#### What is expected
Return every line from the records below with the string "println".

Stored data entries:
^^^^^^^^^^^^^^^^
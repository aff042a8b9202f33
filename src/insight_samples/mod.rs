// ABOUTME: Insight sample parsing from markdown files for validation testing
// ABOUTME: Converts markdown with YAML frontmatter to structured insight test definitions
//
// SPDX-License-Identifier: MIT OR Apache-2.0
// Copyright (c) 2025 Pierre Fitness Intelligence

//! # Insight Sample Parser
//!
//! This module provides parsing functionality for insight sample markdown files.
//! Insights are defined in markdown format with YAML frontmatter and structured sections,
//! following the same format as coach definitions.
//!
//! ## File Format
//!
//! ```markdown
//! ---
//! name: 10k-pr-with-splits
//! insight_type: achievement
//! sport_type: run
//! expected_verdict: valid
//! tier_behavior:
//!   starter: valid
//!   professional: valid
//!   enterprise: valid
//! tags: [specific, data-driven]
//! ---
//!
//! ## Content
//! The actual insight content that would be shared.
//!
//! ## Reason
//! Why this insight should receive this verdict.
//! ```

/// Insight sample markdown file parser with frontmatter and section extraction
pub mod parser;

pub use parser::{
    parse_insight_sample_content, parse_insight_sample_file, InsightSampleDefinition,
    InsightSampleFrontmatter, InsightSampleSections, TierBehavior,
};
// ABOUTME: Schema completeness validation - ensures all tools in schema are properly registered
// ABOUTME: Prevents regressions like "Unknown tool" errors by validating schema/registry consistency
//
// SPDX-License-Identifier: MIT OR Apache-2.0
// Copyright (c) 2025 Pierre Fitness Intelligence

#![doc = "Schema completeness validation - ensures all tools are properly registered"]
#![allow(clippy::unwrap_used)]
#![allow(clippy::panic)]

use pierre_mcp_server::mcp::schema;
use pierre_mcp_server::protocols::universal::tool_registry::ToolId;
use std::collections::HashSet;

#[test]
fn test_all_schema_tools_are_registered() {
    // Get all tools from MCP schema (what Claude Desktop sees)
    let schema_tools = schema::get_tools();
    let schema_tool_names: HashSet<String> = schema_tools.iter().map(|t| t.name.clone()).collect();

    println!("Found {} tools in MCP schema", schema_tool_names.len());

    // Get all tools registered in ToolId enum (unified execution path)
    let registered_tools: HashSet<String> = schema_tool_names
        .iter()
        .filter(|name| ToolId::from_name(name).is_some())
        .cloned()
        .collect();

    println!(
        "Found {} tools registered in ToolId enum",
        registered_tools.len()
    );

    // Find tools in schema but NOT in ToolId (will cause "Unknown tool" errors)
    let missing_from_registry: Vec<_> = schema_tool_names
        .difference(&registered_tools)
        .cloned()
        .collect();

    // Report findings
    if !missing_from_registry.is_empty() {
        println!("\n❌ CRITICAL: Tools in schema but NOT in ToolId enum:");
        for tool in &missing_from_registry {
            println!("   - {tool}");
        }
        println!("\nThese tools will cause 'Unknown tool' errors in Claude Desktop!");
        println!("Add them to ToolId enum in src/protocols/universal/tool_registry.rs");
    }

    // FAIL if any mismatches found
    assert!(
        missing_from_registry.is_empty(),
        "Schema contains {} tools not in ToolId enum: {:?}\nAll tools MUST be registered in ToolId enum for unified execution",
        missing_from_registry.len(),
        missing_from_registry
    );

    println!(
        "\n✅ All {} tools are properly registered in ToolId enum (unified execution path)",
        schema_tool_names.len()
    );
}

#[test]
fn test_critical_tools_are_present() {
    // Tools that MUST exist (from the original bug reports)
    let critical_tools = vec![
        "get_activity_intelligence",
        "calculate_recovery_score",
        "get_activities",
        "get_athlete",
        "connect_provider",
        "get_connection_status",
    ];

    let schema_tools = schema::get_tools();
    let schema_tool_names: HashSet<String> = schema_tools.iter().map(|t| t.name.clone()).collect();

    for tool in critical_tools {
        assert!(
            schema_tool_names.contains(tool),
            "Critical tool '{tool}' is missing from schema! This will break Claude Desktop integration."
        );
    }

    println!("✅ All critical tools are present in schema");
}

#[test]
fn test_tool_schemas_have_valid_structure() {
    // Validate each tool schema has required fields
    let tools = schema::get_tools();

    for tool in &tools {
        // Tool must have a name
        assert!(!tool.name.is_empty(), "Tool has empty name: {tool:?}");

        // Tool must have a description
        assert!(
            !tool.description.is_empty(),
            "Tool '{}' has empty description",
            tool.name
        );

        // Tool must have schema type
        assert_eq!(
            tool.input_schema.schema_type, "object",
            "Tool '{}' schema type must be 'object', got '{}'",
            tool.name, tool.input_schema.schema_type
        );

        // If tool has required fields, they must exist in properties
        if let Some(ref required) = tool.input_schema.required {
            if let Some(ref properties) = tool.input_schema.properties {
                for req_field in required {
                    assert!(
                        properties.contains_key(req_field),
                        "Tool '{}' requires field '{}' but it's not in properties",
                        tool.name,
                        req_field
                    );
                }
            } else if !required.is_empty() {
                panic!(
                    "Tool '{}' has required fields {required:?} but no properties defined",
                    tool.name
                );
            }
        }
    }

    println!("✅ All {} tool schemas have valid structure", tools.len());
}

/// Get all known tool names that should be routable
fn get_all_tool_names() -> Vec<&'static str> {
    vec![
        // Core API tools
        "get_activities",
        "get_athlete",
        "get_stats",
        "analyze_activity",
        "get_activity_intelligence",
        "get_connection_status",
        "connect_to_pierre",
        "connect_provider",
        "disconnect_provider",
        // Notification tools
        "announce_oauth_success",
        "check_oauth_notifications",
        "get_notifications",
        "mark_notifications_read",
        // Goal tools
        "set_goal",
        "suggest_goals",
        "analyze_goal_feasibility",
        "track_progress",
        // Analysis tools
        "calculate_metrics",
        "analyze_performance_trends",
        "compare_activities",
        "detect_patterns",
        "generate_recommendations",
        "calculate_fitness_score",
        "predict_performance",
        "analyze_training_load",
        // Configuration tools
        "get_configuration_catalog",
        "get_configuration_profiles",
        "get_user_configuration",
        "update_user_configuration",
        "calculate_personalized_zones",
        "validate_configuration",
        // Sleep/recovery tools
        "analyze_sleep_quality",
        "calculate_recovery_score",
        "suggest_rest_day",
        "track_sleep_trends",
        "optimize_sleep_schedule",
        // Fitness config tools
        "get_fitness_config",
        "set_fitness_config",
        "list_fitness_configs",
        "delete_fitness_config",
        // Nutrition tools
        "calculate_daily_nutrition",
        "get_nutrient_timing",
        "search_food",
        "get_food_details",
        "analyze_meal_nutrition",
    ]
}

#[test]
fn test_every_tool_in_toolid_is_routable() {
    // Comprehensive test: Every tool must be in both ToolId enum AND MCP schema
    let all_tools = get_all_tool_names();
    let schema_tools = schema::get_tools();
    let schema_names: HashSet<String> = schema_tools.iter().map(|t| t.name.clone()).collect();

    // Check each tool is in both ToolId and schema
    for tool in &all_tools {
        assert!(
            ToolId::from_name(tool).is_some(),
            "Tool '{tool}' not in ToolId enum"
        );
        assert!(
            schema_names.contains(*tool),
            "Tool '{tool}' not in MCP schema"
        );
    }

    // Verify no tools in schema are missing from our test list
    let test_tools: HashSet<&str> = all_tools.iter().copied().collect();
    let unaccounted: Vec<_> = schema_names
        .iter()
        .filter(|n| !test_tools.contains(n.as_str()))
        .collect();
    assert!(
        unaccounted.is_empty(),
        "Schema has unlisted tools: {unaccounted:?}"
    );

    println!("✅ All {} tools are fully routable", all_tools.len());
}

#[test]
fn test_provider_parameter_consistency() {
    // Tools that require 'provider' parameter (from original bug #1)
    let provider_tools = vec![
        "get_activities",
        "get_athlete",
        "get_stats",
        "get_activity_intelligence", // This was the bug - must have 'provider'
        "calculate_recovery_score",  // And this one
        "suggest_rest_day",
        "analyze_activity",
        "compare_activities",
    ];

    let tools = schema::get_tools();

    for tool_name in provider_tools {
        let tool = tools
            .iter()
            .find(|t| t.name == tool_name)
            .unwrap_or_else(|| panic!("Tool '{tool_name}' not found in schema"));

        // Check if 'provider' is in required fields
        let has_provider_required = tool
            .input_schema
            .required
            .as_ref()
            .is_some_and(|r| r.contains(&"provider".to_owned()));

        // Check if 'provider' is in properties
        let has_provider_property = tool
            .input_schema
            .properties
            .as_ref()
            .is_some_and(|p| p.contains_key("provider"));

        assert!(
            has_provider_required,
            "Tool '{tool_name}' must have 'provider' in required fields (this was bug #1)"
        );

        assert!(
            has_provider_property,
            "Tool '{tool_name}' must have 'provider' in properties"
        );

        println!("✅ Tool '{tool_name}' correctly requires 'provider' parameter");
    }
}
^^^^^^^^^^^^^^^^
#### Solution
    println!("Found {} tools in MCP schema", schema_tool_names.len());
    println!(
        println!("\n❌ CRITICAL: Tools in schema but NOT in ToolId enum:");
            println!("   - {tool}");
        println!("\nThese tools will cause 'Unknown tool' errors in Claude Desktop!");
        println!("Add them to ToolId enum in src/protocols/universal/tool_registry.rs");
    println!(
    println!("✅ All critical tools are present in schema");
    println!("✅ All {} tool schemas have valid structure", tools.len());
    println!("✅ All {} tools are fully routable", all_tools.len());
        println!("✅ Tool '{tool_name}' correctly requires 'provider' parameter");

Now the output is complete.